James Layton Ralston  (September 27, 1881 – May 22, 1948) was a Canadian lawyer, soldier, and politician. A Nova Scotian and a lawyer by training, Ralston fought with distinction during the First World War and pursued a career in the Canadian Army, before becoming a Liberal Member of Parliament. During the Second World War, he served as Minister of National Defence from 1940 to 1944, when he was forced to resign by prime minister William Lyon Mackenzie King because of his support for the introduction of conscription.

Biography 
Born in Amherst, Nova Scotia, Ralston graduated from law school at Dalhousie University in 1903 and practised law in Amherst. Ralston was the federal Liberal candidate for Cumberland in the 1908 federal election but was unsuccessful in being elected.

He subsequently entered public life when he ran as the provincial Liberal candidate for Cumberland and was elected in the 1911 provincial election. He was re-elected in 1916.

Ralston served in World War I as an officer in the 85th Battalion (Nova Scotia Highlanders), rising to the rank of lieutenant-colonel in 1918, and was decorated for bravery. He was promoted to commanding officer of the Nova Scotia Highlanders and pursued a career as a professional soldier in Canada's post-war army, rising to the rank of colonel in 1924.

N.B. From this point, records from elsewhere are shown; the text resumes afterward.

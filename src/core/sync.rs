//! Opportunistic upload of the pending buffer.

use crate::core::clock::Clock;
use crate::core::session::Session;
use crate::core::state_machine::BusyGuard;
use crate::core::store::PunchStore;
use crate::errors::AppResult;
use crate::models::notification::{Notification, NotificationKind};
use crate::models::punch::PunchRecord;
use crate::models::remote::PunchSubmission;
use crate::platform::api::PunchApi;
use crate::platform::connectivity::Connectivity;
use crate::platform::notifier::Notifier;
use chrono::{DateTime, FixedOffset, NaiveTime, Utc};
use std::cell::Cell;
use std::rc::Rc;

/// Daily sync windows.
///
/// A window is open when the last sync happened on an earlier local day (or
/// never), or when a checkpoint has been crossed since the last sync.
#[derive(Debug, Clone, PartialEq, Eq)]
pub struct SyncWindows {
    checkpoints: Vec<NaiveTime>,
}

impl SyncWindows {
    pub fn new(mut checkpoints: Vec<NaiveTime>) -> Self {
        checkpoints.sort();
        checkpoints.dedup();
        Self { checkpoints }
    }

    pub fn is_open(
        &self,
        last_sync: Option<DateTime<Utc>>,
        now: DateTime<Utc>,
        offset: &FixedOffset,
    ) -> bool {
        let Some(last) = last_sync else {
            return true;
        };
        let last = last.with_timezone(offset);
        let now = now.with_timezone(offset);

        if last.date_naive() < now.date_naive() {
            return true;
        }
        if last.date_naive() > now.date_naive() {
            // Clock went backwards; wait for it to catch up.
            return false;
        }

        self.checkpoints
            .iter()
            .any(|c| last.time() < *c && now.time() >= *c)
    }
}

#[derive(Debug, Clone, PartialEq, Eq)]
pub enum SyncOutcome {
    NotEligible,
    /// Eligible, but there is no network. The window stays open.
    Offline,
    /// Eligible with an empty buffer. The window is consumed.
    NothingToSend,
    Submitted(usize),
    /// Submission rejected or failed in transit. Buffer and checkpoint kept.
    Failed(String),
    /// Another reconciliation is still running.
    Busy,
}

pub struct SyncReconciler {
    store: PunchStore,
    session: Session,
    api: Rc<dyn PunchApi>,
    connectivity: Rc<dyn Connectivity>,
    notifier: Rc<dyn Notifier>,
    clock: Rc<dyn Clock>,
    windows: SyncWindows,
    reason_code: String,
    in_flight: Cell<bool>,
}

impl SyncReconciler {
    #[allow(clippy::too_many_arguments)]
    pub fn new(
        store: PunchStore,
        session: Session,
        api: Rc<dyn PunchApi>,
        connectivity: Rc<dyn Connectivity>,
        notifier: Rc<dyn Notifier>,
        clock: Rc<dyn Clock>,
        windows: SyncWindows,
        reason_code: impl Into<String>,
    ) -> Self {
        Self {
            store,
            session,
            api,
            connectivity,
            notifier,
            clock,
            windows,
            reason_code: reason_code.into(),
            in_flight: Cell::new(false),
        }
    }

    pub fn store(&self) -> &PunchStore {
        &self.store
    }

    /// Periodic evaluation.
    pub fn tick(&self) -> AppResult<SyncOutcome> {
        let Some(_guard) = BusyGuard::acquire(&self.in_flight) else {
            return Ok(SyncOutcome::Busy);
        };

        let now = self.clock.now();
        if !self
            .windows
            .is_open(self.store.last_sync(), now, &self.clock.offset())
        {
            return Ok(SyncOutcome::NotEligible);
        }

        let pending = self.store.pending();
        if pending.is_empty() {
            self.store.stamp_sync(now)?;
            tracing::debug!(login = self.store.login(), "sync window consumed: nothing to send");
            return Ok(SyncOutcome::NothingToSend);
        }

        // Offline with punches waiting: no stamp, the window stays open and
        // the next tick retries once the network is back.
        if !self.connectivity.is_connected() {
            tracing::info!(login = self.store.login(), pending = pending.len(), "sync deferred: offline");
            return Ok(SyncOutcome::Offline);
        }

        self.submit(&pending, now)
    }

    /// Manual synchronization, ignoring the windows.
    pub fn sync_now(&self) -> AppResult<SyncOutcome> {
        let Some(_guard) = BusyGuard::acquire(&self.in_flight) else {
            return Ok(SyncOutcome::Busy);
        };

        let pending = self.store.pending();
        if pending.is_empty() {
            return Ok(SyncOutcome::NothingToSend);
        }
        if !self.connectivity.is_connected() {
            return Ok(SyncOutcome::Offline);
        }
        self.submit(&pending, self.clock.now())
    }

    fn submit(&self, pending: &[PunchRecord], now: DateTime<Utc>) -> AppResult<SyncOutcome> {
        let submission = PunchSubmission::from_records(pending, &self.reason_code);

        match self.api.submit_punches(&self.session.token, &submission) {
            Ok(()) => {
                let n = submission.len();
                self.store.remove_submitted(pending)?;
                self.store.stamp_sync(now)?;
                self.store.audit("sync", &format!("{n} punch(es) submitted"));
                tracing::info!(login = self.store.login(), count = n, "pending punches submitted");
                self.notifier.notify(&Notification::new(
                    NotificationKind::SyncSucceeded,
                    "Synchronization completed",
                    format!("{n} punch(es) sent to the server."),
                ));
                Ok(SyncOutcome::Submitted(n))
            }
            Err(e) => {
                let msg = e.to_string();
                self.store.audit("sync_failed", &msg);
                tracing::warn!(login = self.store.login(), error = %msg, "punch submission failed, will retry");
                self.notifier.notify(&Notification::new(
                    NotificationKind::SyncFailed,
                    "Synchronization failed",
                    format!("Punches kept on this device: {msg}"),
                ));
                Ok(SyncOutcome::Failed(msg))
            }
        }
    }
}
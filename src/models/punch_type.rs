use serde::{Deserialize, Serialize};

/// Direction of a punch.
///
/// Serialized as `"IN"` / `"OUT"`, which is also the wire format of the
/// remote punch API. Older stored buffers may contain `"In"` / `"Out"`,
/// which are accepted on read.
#[derive(Debug, Clone, Copy, Serialize, Deserialize, PartialEq, Eq, Hash)]
pub enum PunchType {
    #[serde(rename = "IN", alias = "In", alias = "in")]
    In,
    #[serde(rename = "OUT", alias = "Out", alias = "out")]
    Out,
}

impl PunchType {
    pub fn from_str_loose(s: &str) -> Option<Self> {
        match s.to_lowercase().as_str() {
            "in" => Some(Self::In),
            "out" => Some(Self::Out),
            _ => None,
        }
    }

    /// Wire / display string
    pub fn as_str(&self) -> &'static str {
        match self {
            PunchType::In => "IN",
            PunchType::Out => "OUT",
        }
    }

    pub fn is_in(&self) -> bool {
        matches!(self, PunchType::In)
    }
}

impl std::fmt::Display for PunchType {
    fn fmt(&self, f: &mut std::fmt::Formatter<'_>) -> std::fmt::Result {
        f.write_str(self.as_str())
    }
}
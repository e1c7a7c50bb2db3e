//! rpunch main entrypoint.

use rpunch::run;

fn main() {
    if let Err(e) = run() {
        rpunch::ui::messages::error(format!("Error: {}", e));
        std::process::exit(1);
    }
}
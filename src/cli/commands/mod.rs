pub mod config;
pub mod db;
pub mod device;
pub mod init;
pub mod log;
pub mod login;
pub mod logout;
pub mod punch;
pub mod report;
pub mod run;
pub mod sync;
pub mod tick;
pub mod today;
//! rpunch library root.
//! Exposes CLI parser, high-level run() function, and internal modules.

pub mod cli;
pub mod config;
pub mod core;
pub mod db;
pub mod errors;
pub mod models;
pub mod platform;
pub mod ui;
pub mod utils;

use clap::Parser;
use cli::parser::{Cli, Commands};
use config::Config;
use errors::AppResult;
use tracing_subscriber::EnvFilter;

/// Central command dispatcher
pub fn dispatch(cli: &Cli, cfg: &Config) -> AppResult<()> {
    match &cli.command {
        Commands::Init => cli::commands::init::handle(cli),
        Commands::Config { .. } => cli::commands::config::handle(&cli.command, cfg),
        Commands::Db { .. } => cli::commands::db::handle(&cli.command, cfg),
        Commands::Log { .. } => cli::commands::log::handle(&cli.command, cfg),
        Commands::Login { .. } => cli::commands::login::handle(&cli.command, cfg),
        Commands::Logout => cli::commands::logout::handle(cfg),
        Commands::Punch { .. } => cli::commands::punch::handle(&cli.command, cfg),
        Commands::Today => cli::commands::today::handle(cfg),
        Commands::Sync { .. } => cli::commands::sync::handle(&cli.command, cfg),
        Commands::Report { .. } => cli::commands::report::handle(&cli.command, cfg),
        Commands::Device { .. } => cli::commands::device::handle(&cli.command, cfg),
        Commands::Run { .. } => cli::commands::run::handle(&cli.command, cfg),
        Commands::Tick => cli::commands::tick::handle(cfg),
    }
}

/// Diagnostics go to stderr; `RUST_LOG` wins over the configured level.
pub fn init_tracing(level: &str) {
    let filter = EnvFilter::try_from_default_env()
        .or_else(|_| EnvFilter::try_new(level))
        .unwrap_or_else(|_| EnvFilter::new("warn"));

    let _ = tracing_subscriber::fmt()
        .with_env_filter(filter)
        .with_writer(std::io::stderr)
        .with_target(false)
        .try_init();
}

/// Entry point used by main.rs
pub fn run() -> AppResult<()> {
    let cli = Cli::parse();

    // Load config once; --db overrides the configured database.
    let mut cfg = Config::load()?;
    if let Some(custom_db) = &cli.db {
        cfg.database = custom_db.clone();
    }

    init_tracing(&cfg.log_level);

    dispatch(&cli, &cfg)
}
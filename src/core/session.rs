//! Signed-in user context and its sign-in / sign-out lifecycle.

use crate::core::context::AppContext;
use crate::core::monitor::RecoveryOutcome;
use crate::core::state_machine::{ForcedReason, PunchOrigin, Transition};
use crate::errors::{AppError, AppResult};
use crate::models::punch::LogMarker;
use crate::platform::api::Credentials;

pub const KEY_TOKEN: &str = "token";
pub const KEY_LOGIN: &str = "login";
pub const KEY_EMPLOYEE_ID: &str = "employeeId";

/// Credentials of the signed-in user. The token is opaque.
#[derive(Debug, Clone, PartialEq, Eq)]
pub struct Session {
    pub login: String,
    pub token: String,
    pub employee_id: Option<i64>,
}

impl Session {
    pub fn employee_id(&self) -> AppResult<i64> {
        self.employee_id
            .ok_or_else(|| AppError::MissingEmployeeId(self.login.clone()))
    }
}

#[derive(Debug)]
pub struct SignIn {
    pub session: Session,
    pub recovery: RecoveryOutcome,
}

#[derive(Debug)]
pub struct SignOut {
    pub login: String,
    pub forced_out: bool,
}

pub struct SessionManager<'a> {
    ctx: &'a AppContext,
}

impl<'a> SessionManager<'a> {
    pub fn new(ctx: &'a AppContext) -> Self {
        Self { ctx }
    }

    pub fn current(&self) -> AppResult<Session> {
        let kv = &self.ctx.kv;
        let token = kv.get(KEY_TOKEN)?.filter(|t| !t.is_empty());
        let login = kv.get(KEY_LOGIN)?.filter(|l| !l.is_empty());
        let (Some(token), Some(login)) = (token, login) else {
            return Err(AppError::NotSignedIn);
        };
        let employee_id = kv.get(KEY_EMPLOYEE_ID)?.and_then(|v| v.parse().ok());

        Ok(Session {
            login,
            token,
            employee_id,
        })
    }

    pub fn sign_in(&self, login: &str, password: &str) -> AppResult<SignIn> {
        let credentials = Credentials {
            login: login.to_string(),
            password: password.to_string(),
            company_code: self.ctx.settings.company_code.clone(),
        };
        let auth = self.ctx.api.sign_in(&credentials)?;

        let employee_id = match self.ctx.api.fetch_profile(&auth.token, login) {
            Ok(profile) => Some(profile.employee_id),
            Err(e) => {
                tracing::warn!(login, error = %e, "profile fetch failed, reports unavailable");
                None
            }
        };

        // An unclean previous session must be closed before the new marker
        // hides it.
        let machine = self.ctx.machine(login);
        let recovery = self.ctx.monitor(machine.clone()).recover()?;

        let mut entries = vec![
            (KEY_TOKEN.to_string(), auth.token.clone()),
            (KEY_LOGIN.to_string(), login.to_string()),
        ];
        if let Some(id) = employee_id {
            entries.push((KEY_EMPLOYEE_ID.to_string(), id.to_string()));
        }
        self.ctx.kv.set_many(&entries)?;
        if employee_id.is_none() {
            self.ctx.kv.remove(KEY_EMPLOYEE_ID)?;
        }

        let store = machine.store();
        store.set_log_marker(LogMarker::LoggedIn)?;
        store.audit("login", "signed in");
        tracing::info!(login, "signed in");

        Ok(SignIn {
            session: Session {
                login: login.to_string(),
                token: auth.token,
                employee_id,
            },
            recovery,
        })
    }

    pub fn sign_out(&self) -> AppResult<SignOut> {
        let session = self.current()?;
        let machine = self.ctx.machine(&session.login);

        let forced_out = if machine.state().is_punched_in {
            let t = machine.punch_out(PunchOrigin::Forced(ForcedReason::SignOut))?;
            matches!(t, Transition::Recorded(_))
        } else {
            false
        };

        let store = machine.store();
        store.stamp_liveness(self.ctx.clock.now())?;
        store.set_log_marker(LogMarker::LoggedOut)?;

        if let Err(e) = self.ctx.api.sign_out(&session.token) {
            tracing::warn!(login = %session.login, error = %e, "remote sign-out failed");
        }

        for key in [KEY_TOKEN, KEY_LOGIN, KEY_EMPLOYEE_ID] {
            self.ctx.kv.remove(key)?;
        }
        store.audit("logout", "signed out");
        tracing::info!(login = %session.login, "signed out");

        Ok(SignOut {
            login: session.login,
            forced_out,
        })
    }
}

Ralston left the military and entered federal politics once again when he was unsuccessful as the Liberal candidate for Halifax in the 1926 federal election, held September 14.

Despite losing the general election, Ralston was appointed to the cabinet by Prime Minister William Lyon Mackenzie King and became the Minister of National Defence on October 8. Prime Minister King created a seat for Ralston by appointing the MP for Shelburne—Yarmouth, Paul Lacombe Hatfield, to the Senate, thus opening the riding for a by-election. Ralston won by acclamation on November 2, 1926, entering the 16th Parliament.

Ralston served as Minister of National Defence until the defeat of King's government in the 1930 federal election but was re-elected and remained the MP for Shelburne-Yarmouth through the 17th Parliament, serving in His Majesty's Loyal Opposition.

The riding of Shelburne-Yarmouth was consolidated into the new riding of Shelburne—Yarmouth—Clare in 1935 and Ralston opted to not run again, returning to the legal profession, despite the Liberal party regaining power. Ralston was appointed the Canadian delegate to the London Naval Conference 1935 that December, and he later sat on several Royal Commissions.

Germany invaded Poland on September 1, 1939 and Canada's entry into World War II was seen as inevitable. The ensuing international crisis saw Prime Minister King court Ralston's military and cabinet experience. Ralston re-entered active public service and he was subsequently appointed as Minister of Finance on September 6, 1939, replacing Charles Dunning who was in ill-health.

Canada declared war on Nazi Germany on September 10 and Ralston participated in the King government's revamping of Canada's two-decade-long neglected military. The death of Alfred Edgar MacLean, MP for Prince on October 28 opened up the opportunity for Prime Minister King to declare a by-election in a Liberal-friendly riding that Ralston could run in. Ralston was subsequently elected by acclamation on January 2, 1940 and entered the 18th Parliament. He was re-elected several months later on March 26 and continued into the 19th Parliament.

In the political tradition of the era, as a federal minister, Ralston brought government patronage to the impoverished rural riding in Prince Edward Island, largely through military spending. On June 10, 1940 the Minister of National Defence, Norman McLeod Rogers, was killed when his VIP airplane crashed in Ontario.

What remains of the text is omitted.